_TRY IT_
Gather every line of the entries that includes the word "serde".
***** MATERIAL TO PROCESS *****
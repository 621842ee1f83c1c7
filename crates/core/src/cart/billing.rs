//! Derived subtotal, tax and total for a cart.

use serde::Serialize;

use super::line::CartLine;
use crate::types::{Price, TaxPercent};

/// Billing breakdown for the current cart. Never stored.
///
/// Every amount is rounded to two decimal places, and
/// `total == subtotal + tax_amount` holds exactly.
#[derive(Debug, Clone, Copy, PartialEq, Eq, Serialize)]
#[serde(rename_all = "camelCase")]
pub struct BillingSummary {
    pub subtotal: Price,
    #[serde(rename = "gstPercent")]
    pub tax_percent: TaxPercent,
    #[serde(rename = "gstAmount")]
    pub tax_amount: Price,
    pub total: Price,
}

impl BillingSummary {
    /// Compute the breakdown for `lines` at `tax_percent`.
    #[must_use]
    pub fn compute(lines: &[CartLine], tax_percent: TaxPercent) -> Self {
        let subtotal = lines.iter().map(CartLine::line_total).sum::<Price>().rounded();
        let tax_amount = tax_percent.tax_on(subtotal);

        Self {
            subtotal,
            tax_percent,
            tax_amount,
            total: subtotal + tax_amount,
        }
    }

    /// Label for the tax row, e.g. `GST (5%)`.
    #[must_use]
    pub fn tax_label(&self) -> String {
        format!("GST ({}%)", self.tax_percent)
    }
}
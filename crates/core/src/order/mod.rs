//! Order composition: customer fields in, WhatsApp message and link out.

pub mod customer;
pub mod formatter;

pub use customer::CustomerInfo;
pub use formatter::{
    DEFAULT_DEEP_LINK_BASE, DEFAULT_WHATSAPP_NUMBER, OrderConfig, OrderFormatter, OrderLink,
};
*****
_ANSWER TO THE PROBLEM_
use serde::Serialize;
#[serde(rename_all = "camelCase")]
    #[serde(rename = "gstPercent")]
    #[serde(rename = "gstAmount")]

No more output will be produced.